[Saved data entries]

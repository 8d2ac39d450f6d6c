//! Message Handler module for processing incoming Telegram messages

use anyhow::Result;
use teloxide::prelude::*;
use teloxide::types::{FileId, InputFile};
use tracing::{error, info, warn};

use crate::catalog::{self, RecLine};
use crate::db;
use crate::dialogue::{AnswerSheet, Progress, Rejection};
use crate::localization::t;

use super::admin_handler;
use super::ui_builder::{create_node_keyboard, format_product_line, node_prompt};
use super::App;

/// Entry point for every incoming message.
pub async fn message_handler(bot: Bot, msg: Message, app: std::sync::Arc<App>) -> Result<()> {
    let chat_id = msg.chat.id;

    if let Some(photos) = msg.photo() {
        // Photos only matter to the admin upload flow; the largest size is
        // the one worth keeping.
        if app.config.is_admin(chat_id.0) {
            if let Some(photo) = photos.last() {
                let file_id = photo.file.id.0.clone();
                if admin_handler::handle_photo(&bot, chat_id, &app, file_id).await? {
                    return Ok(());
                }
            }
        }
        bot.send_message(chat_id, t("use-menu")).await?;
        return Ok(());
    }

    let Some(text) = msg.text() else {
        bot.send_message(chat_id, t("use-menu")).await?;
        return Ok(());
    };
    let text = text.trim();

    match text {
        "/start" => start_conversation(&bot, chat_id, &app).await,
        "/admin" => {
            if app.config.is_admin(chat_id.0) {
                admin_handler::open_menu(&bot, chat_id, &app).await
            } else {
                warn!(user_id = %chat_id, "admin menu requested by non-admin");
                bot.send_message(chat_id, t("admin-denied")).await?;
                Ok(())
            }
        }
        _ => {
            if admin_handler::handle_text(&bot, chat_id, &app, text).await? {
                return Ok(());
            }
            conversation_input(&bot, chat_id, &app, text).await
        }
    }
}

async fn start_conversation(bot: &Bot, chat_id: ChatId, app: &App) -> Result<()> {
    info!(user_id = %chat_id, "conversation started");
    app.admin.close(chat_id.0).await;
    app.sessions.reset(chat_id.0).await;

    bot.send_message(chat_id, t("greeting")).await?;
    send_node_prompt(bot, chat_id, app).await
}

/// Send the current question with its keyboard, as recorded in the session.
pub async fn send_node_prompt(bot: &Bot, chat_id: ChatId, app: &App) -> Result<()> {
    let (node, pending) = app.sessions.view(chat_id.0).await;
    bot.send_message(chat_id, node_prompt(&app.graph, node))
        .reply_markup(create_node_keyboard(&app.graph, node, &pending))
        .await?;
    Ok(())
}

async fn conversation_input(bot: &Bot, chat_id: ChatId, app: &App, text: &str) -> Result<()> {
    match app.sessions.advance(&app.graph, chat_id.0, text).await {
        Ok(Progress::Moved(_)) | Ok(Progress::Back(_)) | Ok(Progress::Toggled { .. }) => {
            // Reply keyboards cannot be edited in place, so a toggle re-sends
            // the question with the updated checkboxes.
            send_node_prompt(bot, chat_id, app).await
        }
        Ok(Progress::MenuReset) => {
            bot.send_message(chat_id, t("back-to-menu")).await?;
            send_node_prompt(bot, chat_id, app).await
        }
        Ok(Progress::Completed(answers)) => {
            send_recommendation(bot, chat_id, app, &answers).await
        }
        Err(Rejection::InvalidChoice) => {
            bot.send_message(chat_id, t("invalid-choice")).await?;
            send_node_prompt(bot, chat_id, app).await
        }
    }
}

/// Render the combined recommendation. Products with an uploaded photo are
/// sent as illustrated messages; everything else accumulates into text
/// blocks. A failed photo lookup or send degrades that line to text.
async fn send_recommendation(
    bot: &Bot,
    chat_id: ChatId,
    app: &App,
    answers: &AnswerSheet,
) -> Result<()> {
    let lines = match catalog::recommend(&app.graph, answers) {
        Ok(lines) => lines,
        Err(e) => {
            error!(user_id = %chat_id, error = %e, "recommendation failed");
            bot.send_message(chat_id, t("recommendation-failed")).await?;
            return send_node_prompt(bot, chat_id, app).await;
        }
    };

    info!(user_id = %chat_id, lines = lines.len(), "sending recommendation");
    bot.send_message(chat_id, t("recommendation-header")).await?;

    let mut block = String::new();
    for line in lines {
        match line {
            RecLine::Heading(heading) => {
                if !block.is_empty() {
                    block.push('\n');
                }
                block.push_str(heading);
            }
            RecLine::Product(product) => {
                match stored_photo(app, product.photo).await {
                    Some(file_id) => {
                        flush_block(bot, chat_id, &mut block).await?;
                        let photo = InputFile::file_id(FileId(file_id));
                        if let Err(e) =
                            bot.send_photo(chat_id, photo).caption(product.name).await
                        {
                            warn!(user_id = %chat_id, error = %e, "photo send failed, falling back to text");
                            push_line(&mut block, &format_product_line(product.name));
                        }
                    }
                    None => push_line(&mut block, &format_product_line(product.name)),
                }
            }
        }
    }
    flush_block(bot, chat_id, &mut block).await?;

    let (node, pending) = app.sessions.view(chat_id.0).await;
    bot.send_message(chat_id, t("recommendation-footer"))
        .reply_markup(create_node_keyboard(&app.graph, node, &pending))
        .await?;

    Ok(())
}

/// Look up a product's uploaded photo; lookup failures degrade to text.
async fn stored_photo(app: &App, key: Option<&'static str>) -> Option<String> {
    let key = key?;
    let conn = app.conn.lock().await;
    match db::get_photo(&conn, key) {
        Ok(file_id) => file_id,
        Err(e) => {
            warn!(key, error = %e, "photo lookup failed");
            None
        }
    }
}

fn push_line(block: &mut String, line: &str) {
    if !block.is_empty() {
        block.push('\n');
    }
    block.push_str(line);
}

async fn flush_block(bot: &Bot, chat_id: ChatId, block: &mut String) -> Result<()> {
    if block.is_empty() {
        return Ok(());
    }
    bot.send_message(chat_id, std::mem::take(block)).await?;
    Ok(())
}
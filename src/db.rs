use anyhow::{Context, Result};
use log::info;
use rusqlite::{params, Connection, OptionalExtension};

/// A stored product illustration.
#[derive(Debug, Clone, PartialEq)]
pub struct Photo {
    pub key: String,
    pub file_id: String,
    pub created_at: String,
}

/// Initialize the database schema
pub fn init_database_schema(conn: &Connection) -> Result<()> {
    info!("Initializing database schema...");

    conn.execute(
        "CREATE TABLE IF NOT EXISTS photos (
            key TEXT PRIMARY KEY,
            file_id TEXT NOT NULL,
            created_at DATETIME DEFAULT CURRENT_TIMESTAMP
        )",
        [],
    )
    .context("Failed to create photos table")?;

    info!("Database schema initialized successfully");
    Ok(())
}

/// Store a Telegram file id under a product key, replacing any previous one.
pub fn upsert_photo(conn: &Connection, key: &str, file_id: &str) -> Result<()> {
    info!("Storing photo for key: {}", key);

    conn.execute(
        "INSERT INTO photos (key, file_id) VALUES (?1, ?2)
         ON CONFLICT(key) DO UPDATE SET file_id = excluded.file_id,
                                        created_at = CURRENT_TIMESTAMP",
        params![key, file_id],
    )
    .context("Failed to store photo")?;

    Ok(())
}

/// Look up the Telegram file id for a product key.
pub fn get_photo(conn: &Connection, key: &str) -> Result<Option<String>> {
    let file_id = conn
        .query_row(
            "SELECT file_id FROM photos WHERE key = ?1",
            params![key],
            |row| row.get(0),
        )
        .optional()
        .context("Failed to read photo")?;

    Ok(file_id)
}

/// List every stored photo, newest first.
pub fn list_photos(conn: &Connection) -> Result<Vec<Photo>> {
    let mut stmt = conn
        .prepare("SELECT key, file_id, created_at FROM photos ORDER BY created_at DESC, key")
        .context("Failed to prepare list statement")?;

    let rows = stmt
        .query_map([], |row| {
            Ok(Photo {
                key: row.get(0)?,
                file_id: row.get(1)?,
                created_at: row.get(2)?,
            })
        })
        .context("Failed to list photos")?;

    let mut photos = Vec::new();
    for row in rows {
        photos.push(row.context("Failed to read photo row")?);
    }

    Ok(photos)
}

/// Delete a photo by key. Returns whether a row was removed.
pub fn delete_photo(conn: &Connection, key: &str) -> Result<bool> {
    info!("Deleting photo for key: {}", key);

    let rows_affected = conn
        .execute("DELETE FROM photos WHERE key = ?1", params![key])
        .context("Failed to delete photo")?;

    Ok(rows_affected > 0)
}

• _What you should do_: Give back the records word for word. Start at the first line, end at the line containing "use crate::db;", and include both.

• _Solved problem_:
repository 8d2ac39d450f6d6c
//! Message Handler module for processing incoming Telegram messages

use anyhow::Result;
use teloxide::prelude::*;
use teloxide::types::{FileId, InputFile};
use tracing::{error, info, warn};

use crate::catalog::{self, RecLine};
use crate::db;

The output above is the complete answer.